Mission Focus: West Central Africa

Second Quarter 2017

Come visit the Children’s Sabbath School wing and check out the two Mission Bulletin Boards!  

The Mission focus for second quarter is West Central Africa.  One feature of the display is colorful flags.  Test your skill at identifying which flag is for which country.  

Lauris White has been creating beautiful mission displays for the children’s mission offerings.  This quarter she crocheted, in 3D, four adorable animals of Africa; a crocodile, an elephant, a monkey and a lion.  Lauris’ display also tells where the mission offering goes to for this quarter.  Children are given stones to place in the collection jar in exchange for any offering brought to their class.  The Blue stones are for the Beginner & Kindergarten Classes, Red stones are for Primary, Yellow stones are for Juniors and green stones are for the Teen & Youth Classes.

LOVE!

Our Sabbath School Leaders are continuing to have individual class time as usual but are also coordinating their programs with a THEME for all the children’s classes.  This theme is emphasized in individual classes and also during a time when all classes come together for a devotional, activities and a song. 
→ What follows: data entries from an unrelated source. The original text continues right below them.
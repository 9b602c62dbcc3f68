//! 2D geometry primitives shared by the document model and the exporters.

use serde::{Deserialize, Serialize};

/// Represents a 2D point with X and Y coordinates.
#[derive(Debug, Clone, Copy, PartialEq, Serialize, Deserialize)]
pub struct Point {
    pub x: f64,
    pub y: f64,
}

impl Point {
    /// Creates a new point with the given X and Y coordinates.
    pub fn new(x: f64, y: f64) -> Self {
        Self { x, y }
    }
}

/// Rotates a point around a center by an angle in degrees.
pub fn rotate_point(p: Point, center: Point, angle_deg: f64) -> Point {
    if angle_deg.abs() < 1e-6 {
        return p;
    }
    let angle_rad = angle_deg.to_radians();
    let cos_a = angle_rad.cos();
    let sin_a = angle_rad.sin();
    let dx = p.x - center.x;
    let dy = p.y - center.y;
    Point {
        x: center.x + dx * cos_a - dy * sin_a,
        y: center.y + dx * sin_a + dy * cos_a,
    }
}

/// Axis-aligned bounding rectangle.
#[derive(Debug, Clone, Copy, PartialEq, Serialize, Deserialize)]
pub struct Bounds {
    pub min_x: f64,
    pub min_y: f64,
    pub max_x: f64,
    pub max_y: f64,
}

impl Bounds {
    pub fn new(min_x: f64, min_y: f64, max_x: f64, max_y: f64) -> Self {
        Self {
            min_x,
            min_y,
            max_x,
            max_y,
        }
    }

    /// An empty bounds suitable as a fold seed; union with any real bounds
    /// yields that bounds.
    pub fn empty() -> Self {
        Self {
            min_x: f64::INFINITY,
            min_y: f64::INFINITY,
            max_x: f64::NEG_INFINITY,
            max_y: f64::NEG_INFINITY,
        }
    }

    pub fn is_empty(&self) -> bool {
        self.min_x > self.max_x || self.min_y > self.max_y
    }

    pub fn width(&self) -> f64 {
        (self.max_x - self.min_x).max(0.0)
    }

    pub fn height(&self) -> f64 {
        (self.max_y - self.min_y).max(0.0)
    }

    pub fn center(&self) -> Point {
        Point::new(
            (self.min_x + self.max_x) / 2.0,
            (self.min_y + self.max_y) / 2.0,
        )
    }

    /// The smallest bounds containing both rectangles.
    pub fn union(&self, other: &Bounds) -> Bounds {
        Bounds {
            min_x: self.min_x.min(other.min_x),
            min_y: self.min_y.min(other.min_y),
            max_x: self.max_x.max(other.max_x),
            max_y: self.max_y.max(other.max_y),
        }
    }

    /// Includes a single point.
    pub fn include(&mut self, p: Point) {
        self.min_x = self.min_x.min(p.x);
        self.min_y = self.min_y.min(p.y);
        self.max_x = self.max_x.max(p.x);
        self.max_y = self.max_y.max(p.y);
    }
}

/// Bounding box of a rectangle rotated around its own center.
pub fn rotated_rect_bounds(x: f64, y: f64, width: f64, height: f64, rotation_deg: f64) -> Bounds {
    let center = Point::new(x + width / 2.0, y + height / 2.0);
    rotated_rect_bounds_about(x, y, width, height, center, rotation_deg)
}

/// Bounding box of a rectangle rotated around an arbitrary pivot.
pub fn rotated_rect_bounds_about(
    x: f64,
    y: f64,
    width: f64,
    height: f64,
    pivot: Point,
    rotation_deg: f64,
) -> Bounds {
    if rotation_deg.abs() < 1e-6 {
        return Bounds::new(x, y, x + width, y + height);
    }
    let corners = [
        Point::new(x, y),
        Point::new(x + width, y),
        Point::new(x + width, y + height),
        Point::new(x, y + height),
    ];
    let mut bounds = Bounds::empty();
    for c in corners {
        bounds.include(rotate_point(c, pivot, rotation_deg));
    }
    bounds
}

#[cfg(test)]
mod tests {
    use super::*;

    #[test]
    fn test_rotate_point_quarter_turn() {
        let p = rotate_point(Point::new(1.0, 0.0), Point::new(0.0, 0.0), 90.0);
        assert!((p.x - 0.0).abs() < 1e-9);
        assert!((p.y - 1.0).abs() < 1e-9);
    }

    #[test]
    fn test_union_and_empty() {
        let a = Bounds::new(0.0, 0.0, 10.0, 10.0);
        let b = Bounds::new(5.0, -5.0, 20.0, 8.0);
        let u = a.union(&b);
        assert_eq!(u, Bounds::new(0.0, -5.0, 20.0, 10.0));
        assert_eq!(Bounds::empty().union(&a), a);
        assert!(Bounds::empty().is_empty());
    }

    #[test]
    fn test_rotated_rect_bounds_about_foreign_pivot() {
        // A 20x10 rect spun a quarter turn about the origin lands left of
        // the pivot.
        let b = rotated_rect_bounds_about(0.0, 0.0, 20.0, 10.0, Point::new(0.0, 0.0), 90.0);
        assert!((b.min_x + 10.0).abs() < 1e-9);
        assert!(b.max_x.abs() < 1e-9);
        assert!(b.min_y.abs() < 1e-9);
        assert!((b.max_y - 20.0).abs() < 1e-9);
    }

    #[test]
    fn test_rotated_rect_bounds_square() {
        // A 10x10 square rotated 45 degrees spans 10*sqrt(2) on both axes.
        let b = rotated_rect_bounds(0.0, 0.0, 10.0, 10.0, 45.0);
        let span = 10.0 * std::f64::consts::SQRT_2;
        assert!((b.width() - span).abs() < 1e-9);
        assert!((b.height() - span).abs() < 1e-9);
        let c = b.center();
        assert!((c.x - 5.0).abs() < 1e-9);
        assert!((c.y - 5.0).abs() < 1e-9);
    }
}
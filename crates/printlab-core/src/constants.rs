//! Shared constants.

/// Millimeters per inch, the bridge between physical and pixel space.
pub const MM_PER_INCH: f64 = 25.4;

/// Default resolution for interactive on-screen previews.
pub const PREVIEW_DPI: f64 = 96.0;

/// Default resolution for print-quality export.
pub const PRINT_DPI: f64 = 300.0;

/// Default bound on the history snapshot stack.
pub const HISTORY_CAPACITY: usize = 64;

/// Gap between the trim boundary and the inner end of a crop mark, in mm.
pub const CROP_MARK_GAP_MM: f64 = 2.0;

/// Length of a crop mark segment, in mm.
pub const CROP_MARK_LEN_MM: f64 = 5.0;
//! Sheet packing planner: how many copies of a document fit on a larger
//! sheet in a margin/gap grid, and where each copy goes.
//!
//! The planner is a pure function of its inputs; plans are recomputed on
//! every change and never stored in the document.

use serde::{Deserialize, Serialize};

use printlab_core::error::{DocumentError, Result};

/// Physical sheet description, all in millimeters.
#[derive(Debug, Clone, Copy, PartialEq, Serialize, Deserialize)]
#[serde(rename_all = "camelCase")]
pub struct SheetSpec {
    pub width_mm: f64,
    pub height_mm: f64,
    /// Outer margin on every sheet edge.
    pub margin_mm: f64,
    /// Gap between adjacent copies, horizontal and vertical.
    pub gap_mm: f64,
}

/// One planned copy position on the sheet.
#[derive(Debug, Clone, Copy, PartialEq, Serialize, Deserialize)]
#[serde(rename_all = "camelCase")]
pub struct Placement {
    pub row: usize,
    pub col: usize,
    /// Top-left offset of the copy on the sheet, in mm.
    pub x_mm: f64,
    pub y_mm: f64,
}

/// A computed grid layout for one sheet.
#[derive(Debug, Clone, PartialEq)]
pub struct SheetPlan {
    pub cols: usize,
    pub rows: usize,
    pub placements: Vec<Placement>,
}

impl SheetPlan {
    /// Copies per sheet.
    pub fn capacity(&self) -> usize {
        self.cols * self.rows
    }
}

/// Computes the grid layout for copies of `item_w_mm` x `item_h_mm` on the
/// given sheet.
///
/// Per axis, `n` copies with `n - 1` internal gaps consume
/// `n*item + (n-1)*gap`, so the count is `floor((available + gap) /
/// (item + gap))`, clamped to at least 1 so an oversized document still
/// yields a single (overflowing) placement.
pub fn plan_sheet(sheet: &SheetSpec, item_w_mm: f64, item_h_mm: f64) -> Result<SheetPlan> {
    validate_positive("sheet.widthMm", sheet.width_mm)?;
    validate_positive("sheet.heightMm", sheet.height_mm)?;
    validate_non_negative("sheet.marginMm", sheet.margin_mm)?;
    validate_non_negative("sheet.gapMm", sheet.gap_mm)?;
    validate_positive("itemWidthMm", item_w_mm)?;
    validate_positive("itemHeightMm", item_h_mm)?;

    let cols = axis_count(sheet.width_mm, sheet.margin_mm, sheet.gap_mm, item_w_mm);
    let rows = axis_count(sheet.height_mm, sheet.margin_mm, sheet.gap_mm, item_h_mm);

    let mut placements = Vec::with_capacity(cols * rows);
    for row in 0..rows {
        for col in 0..cols {
            placements.push(Placement {
                row,
                col,
                x_mm: sheet.margin_mm + col as f64 * (item_w_mm + sheet.gap_mm),
                y_mm: sheet.margin_mm + row as f64 * (item_h_mm + sheet.gap_mm),
            });
        }
    }
    tracing::debug!(cols, rows, "sheet plan computed");
    Ok(SheetPlan {
        cols,
        rows,
        placements,
    })
}

fn axis_count(sheet: f64, margin: f64, gap: f64, item: f64) -> usize {
    let available = sheet - 2.0 * margin;
    let count = ((available + gap) / (item + gap)).floor();
    if count < 1.0 {
        1
    } else {
        count as usize
    }
}

fn validate_positive(what: &'static str, value: f64) -> Result<()> {
    if !value.is_finite() || value <= 0.0 {
        return Err(DocumentError::InvalidDimension { what, value }.into());
    }
    Ok(())
}

fn validate_non_negative(what: &'static str, value: f64) -> Result<()> {
    if !value.is_finite() || value < 0.0 {
        return Err(DocumentError::InvalidDimension { what, value }.into());
    }
    Ok(())
}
First quarter’s Children’s Sabbath School theme is LOVE!  Three aspects of LOVE is our focus:

  • Jesus’ love for us
  • Our love for Jesus
  • Our love for each other

Our theme song is the familiar and much loved song “Jesus Loves Me”.  There is a message on the Children’s Division hallway wall that says:  “I Love Jesus because…” then below these words is a growing number of paper hearts… the hearts are attached by the students as they fill in their answer to that question.  Then, at the close of our time together everyone lines up for an activity demonstrating love for each other -  a group hand shake that snakes down the hallway and has everyone in smiles and laughter.